Material shown: Begin

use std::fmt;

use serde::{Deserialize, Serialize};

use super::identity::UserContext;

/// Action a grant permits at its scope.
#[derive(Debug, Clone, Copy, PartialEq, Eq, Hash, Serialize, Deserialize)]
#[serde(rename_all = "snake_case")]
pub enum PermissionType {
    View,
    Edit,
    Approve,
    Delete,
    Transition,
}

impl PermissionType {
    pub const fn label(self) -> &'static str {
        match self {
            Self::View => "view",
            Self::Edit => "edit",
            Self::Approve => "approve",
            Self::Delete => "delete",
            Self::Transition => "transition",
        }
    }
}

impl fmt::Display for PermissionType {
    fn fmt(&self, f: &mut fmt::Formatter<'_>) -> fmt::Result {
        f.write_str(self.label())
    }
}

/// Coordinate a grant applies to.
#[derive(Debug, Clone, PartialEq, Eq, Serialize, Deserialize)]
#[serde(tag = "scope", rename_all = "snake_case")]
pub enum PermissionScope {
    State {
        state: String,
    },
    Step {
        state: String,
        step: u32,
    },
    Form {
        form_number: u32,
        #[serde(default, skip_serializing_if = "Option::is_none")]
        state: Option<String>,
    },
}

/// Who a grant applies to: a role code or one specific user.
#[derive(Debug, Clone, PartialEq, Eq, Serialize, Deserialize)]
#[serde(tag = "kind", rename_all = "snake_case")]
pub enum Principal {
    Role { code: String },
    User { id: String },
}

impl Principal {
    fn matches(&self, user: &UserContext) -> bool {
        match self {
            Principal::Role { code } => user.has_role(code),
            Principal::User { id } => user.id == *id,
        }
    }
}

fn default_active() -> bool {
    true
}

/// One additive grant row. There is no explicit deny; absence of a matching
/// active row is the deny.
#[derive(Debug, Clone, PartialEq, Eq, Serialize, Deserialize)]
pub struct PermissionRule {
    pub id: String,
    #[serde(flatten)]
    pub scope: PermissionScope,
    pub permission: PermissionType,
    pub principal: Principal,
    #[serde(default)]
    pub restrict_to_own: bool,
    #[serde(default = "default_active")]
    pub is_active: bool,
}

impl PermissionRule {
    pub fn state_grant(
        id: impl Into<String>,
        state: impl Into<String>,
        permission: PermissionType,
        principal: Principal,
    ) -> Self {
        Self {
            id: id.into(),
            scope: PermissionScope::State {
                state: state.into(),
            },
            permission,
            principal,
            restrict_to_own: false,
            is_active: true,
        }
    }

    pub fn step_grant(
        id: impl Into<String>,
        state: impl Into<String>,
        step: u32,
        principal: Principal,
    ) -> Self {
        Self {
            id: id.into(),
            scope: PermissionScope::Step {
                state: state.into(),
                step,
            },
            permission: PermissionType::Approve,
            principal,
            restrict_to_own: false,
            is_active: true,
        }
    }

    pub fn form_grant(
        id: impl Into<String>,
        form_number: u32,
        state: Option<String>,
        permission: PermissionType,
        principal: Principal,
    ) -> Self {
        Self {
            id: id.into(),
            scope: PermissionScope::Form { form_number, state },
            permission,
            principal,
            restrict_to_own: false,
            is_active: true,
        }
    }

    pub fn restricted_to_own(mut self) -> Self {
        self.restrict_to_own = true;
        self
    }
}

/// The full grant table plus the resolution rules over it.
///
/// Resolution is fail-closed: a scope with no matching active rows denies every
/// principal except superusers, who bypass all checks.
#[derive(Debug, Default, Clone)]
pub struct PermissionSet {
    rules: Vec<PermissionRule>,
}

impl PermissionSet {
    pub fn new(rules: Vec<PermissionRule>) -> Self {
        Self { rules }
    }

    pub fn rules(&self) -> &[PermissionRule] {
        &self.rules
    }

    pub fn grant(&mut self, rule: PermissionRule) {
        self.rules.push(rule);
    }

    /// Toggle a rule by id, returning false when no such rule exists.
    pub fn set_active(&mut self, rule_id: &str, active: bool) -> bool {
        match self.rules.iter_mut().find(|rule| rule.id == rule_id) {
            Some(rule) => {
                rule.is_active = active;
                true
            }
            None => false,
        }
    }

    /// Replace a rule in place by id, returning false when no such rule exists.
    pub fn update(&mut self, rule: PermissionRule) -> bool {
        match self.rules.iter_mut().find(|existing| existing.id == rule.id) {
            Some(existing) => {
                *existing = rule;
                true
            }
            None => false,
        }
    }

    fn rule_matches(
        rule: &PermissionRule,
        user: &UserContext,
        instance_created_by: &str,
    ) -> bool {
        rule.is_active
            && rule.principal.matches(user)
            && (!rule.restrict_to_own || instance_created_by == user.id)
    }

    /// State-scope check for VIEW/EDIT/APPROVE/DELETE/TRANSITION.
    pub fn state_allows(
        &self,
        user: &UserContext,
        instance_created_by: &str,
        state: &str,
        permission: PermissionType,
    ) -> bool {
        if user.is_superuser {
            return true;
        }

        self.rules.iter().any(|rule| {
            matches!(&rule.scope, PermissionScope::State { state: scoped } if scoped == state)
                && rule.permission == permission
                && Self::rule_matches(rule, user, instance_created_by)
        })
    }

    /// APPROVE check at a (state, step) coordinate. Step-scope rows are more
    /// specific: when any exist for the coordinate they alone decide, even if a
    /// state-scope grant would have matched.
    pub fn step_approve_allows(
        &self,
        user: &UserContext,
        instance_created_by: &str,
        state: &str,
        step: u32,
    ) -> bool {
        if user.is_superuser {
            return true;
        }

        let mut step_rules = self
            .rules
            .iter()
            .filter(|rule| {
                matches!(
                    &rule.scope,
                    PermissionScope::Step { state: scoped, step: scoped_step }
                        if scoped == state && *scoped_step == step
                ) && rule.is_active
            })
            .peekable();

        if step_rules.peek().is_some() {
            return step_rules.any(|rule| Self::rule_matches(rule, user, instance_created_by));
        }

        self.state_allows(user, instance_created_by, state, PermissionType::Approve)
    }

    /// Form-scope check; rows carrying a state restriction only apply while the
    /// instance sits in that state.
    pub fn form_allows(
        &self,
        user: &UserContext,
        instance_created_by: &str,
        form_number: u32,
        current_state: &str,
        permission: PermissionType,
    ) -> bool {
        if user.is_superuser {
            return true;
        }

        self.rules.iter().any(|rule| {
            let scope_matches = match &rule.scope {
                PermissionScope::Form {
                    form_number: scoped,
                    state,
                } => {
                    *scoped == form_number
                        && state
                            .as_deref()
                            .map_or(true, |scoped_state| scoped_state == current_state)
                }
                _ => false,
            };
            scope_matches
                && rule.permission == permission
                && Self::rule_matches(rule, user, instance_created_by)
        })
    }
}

Material shown: End
Material shown: Begin

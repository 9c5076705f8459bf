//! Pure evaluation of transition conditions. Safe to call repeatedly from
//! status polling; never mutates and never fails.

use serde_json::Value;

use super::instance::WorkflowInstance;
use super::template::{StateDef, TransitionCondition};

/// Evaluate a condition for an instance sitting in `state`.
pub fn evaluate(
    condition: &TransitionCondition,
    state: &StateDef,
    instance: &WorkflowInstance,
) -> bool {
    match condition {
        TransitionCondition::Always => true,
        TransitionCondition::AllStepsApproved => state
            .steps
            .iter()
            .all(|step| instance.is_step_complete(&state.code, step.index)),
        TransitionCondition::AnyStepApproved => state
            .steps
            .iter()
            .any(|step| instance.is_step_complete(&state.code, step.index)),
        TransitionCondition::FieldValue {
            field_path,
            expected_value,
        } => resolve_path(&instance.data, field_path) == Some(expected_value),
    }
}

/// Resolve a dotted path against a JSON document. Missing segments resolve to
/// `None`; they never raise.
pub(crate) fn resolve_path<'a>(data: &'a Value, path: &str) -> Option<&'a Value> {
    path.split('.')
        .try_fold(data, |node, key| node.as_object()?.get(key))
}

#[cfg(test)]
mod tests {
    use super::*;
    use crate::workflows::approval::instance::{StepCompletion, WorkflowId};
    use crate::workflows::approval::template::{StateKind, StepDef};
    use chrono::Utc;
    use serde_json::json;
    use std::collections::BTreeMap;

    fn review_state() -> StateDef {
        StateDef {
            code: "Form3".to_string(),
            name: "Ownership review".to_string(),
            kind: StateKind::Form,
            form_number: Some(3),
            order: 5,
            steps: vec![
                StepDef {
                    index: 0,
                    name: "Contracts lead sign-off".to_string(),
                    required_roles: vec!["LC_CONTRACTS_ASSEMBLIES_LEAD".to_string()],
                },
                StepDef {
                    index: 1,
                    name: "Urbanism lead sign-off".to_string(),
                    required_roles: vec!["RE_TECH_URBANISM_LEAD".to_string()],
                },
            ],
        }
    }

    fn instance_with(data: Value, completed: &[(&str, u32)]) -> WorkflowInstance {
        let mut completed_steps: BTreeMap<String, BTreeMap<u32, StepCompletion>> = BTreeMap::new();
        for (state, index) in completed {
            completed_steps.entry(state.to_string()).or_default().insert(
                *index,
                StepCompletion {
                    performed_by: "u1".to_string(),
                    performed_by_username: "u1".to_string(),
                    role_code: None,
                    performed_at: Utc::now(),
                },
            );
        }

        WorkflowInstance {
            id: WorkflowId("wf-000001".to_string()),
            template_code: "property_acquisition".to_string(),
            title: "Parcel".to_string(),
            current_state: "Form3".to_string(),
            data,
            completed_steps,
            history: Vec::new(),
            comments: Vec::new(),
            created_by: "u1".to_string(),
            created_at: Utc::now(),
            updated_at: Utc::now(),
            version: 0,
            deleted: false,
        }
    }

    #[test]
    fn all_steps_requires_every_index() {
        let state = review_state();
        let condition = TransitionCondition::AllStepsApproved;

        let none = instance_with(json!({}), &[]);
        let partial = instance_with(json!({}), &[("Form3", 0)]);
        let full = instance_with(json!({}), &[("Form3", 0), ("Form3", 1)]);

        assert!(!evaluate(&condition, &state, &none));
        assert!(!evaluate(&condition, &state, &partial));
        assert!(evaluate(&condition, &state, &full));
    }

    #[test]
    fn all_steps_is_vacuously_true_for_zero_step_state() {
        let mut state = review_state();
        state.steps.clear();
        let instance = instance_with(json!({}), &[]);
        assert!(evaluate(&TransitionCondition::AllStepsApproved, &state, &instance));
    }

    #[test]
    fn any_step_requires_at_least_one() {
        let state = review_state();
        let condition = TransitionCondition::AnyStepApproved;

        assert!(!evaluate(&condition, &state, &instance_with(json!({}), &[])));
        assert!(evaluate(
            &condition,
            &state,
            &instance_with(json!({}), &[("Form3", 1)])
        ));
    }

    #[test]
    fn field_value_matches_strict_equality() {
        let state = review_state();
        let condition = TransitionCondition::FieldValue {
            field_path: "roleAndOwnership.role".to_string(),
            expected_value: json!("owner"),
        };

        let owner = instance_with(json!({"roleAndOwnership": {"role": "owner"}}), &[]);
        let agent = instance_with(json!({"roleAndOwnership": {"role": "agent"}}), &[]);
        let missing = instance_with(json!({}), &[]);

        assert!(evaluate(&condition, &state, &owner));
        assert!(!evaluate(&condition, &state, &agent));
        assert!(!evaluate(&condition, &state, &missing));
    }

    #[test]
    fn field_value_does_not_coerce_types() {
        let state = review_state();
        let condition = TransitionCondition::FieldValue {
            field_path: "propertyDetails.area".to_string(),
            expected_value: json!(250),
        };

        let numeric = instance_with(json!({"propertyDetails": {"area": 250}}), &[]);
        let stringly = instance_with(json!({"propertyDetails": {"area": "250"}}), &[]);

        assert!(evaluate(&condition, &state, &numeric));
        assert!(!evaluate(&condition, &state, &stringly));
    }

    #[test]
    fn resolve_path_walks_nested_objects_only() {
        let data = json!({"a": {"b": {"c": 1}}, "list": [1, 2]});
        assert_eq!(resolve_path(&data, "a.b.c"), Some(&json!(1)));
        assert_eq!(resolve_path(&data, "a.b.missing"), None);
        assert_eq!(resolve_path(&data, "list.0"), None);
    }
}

Material shown: End

## Try it
Check each line above for the string "WorkflowId" and copy every line that has it.

## Solution
    use crate::workflows::approval::instance::{StepCompletion, WorkflowId};
            id: WorkflowId("wf-000001".to_string()),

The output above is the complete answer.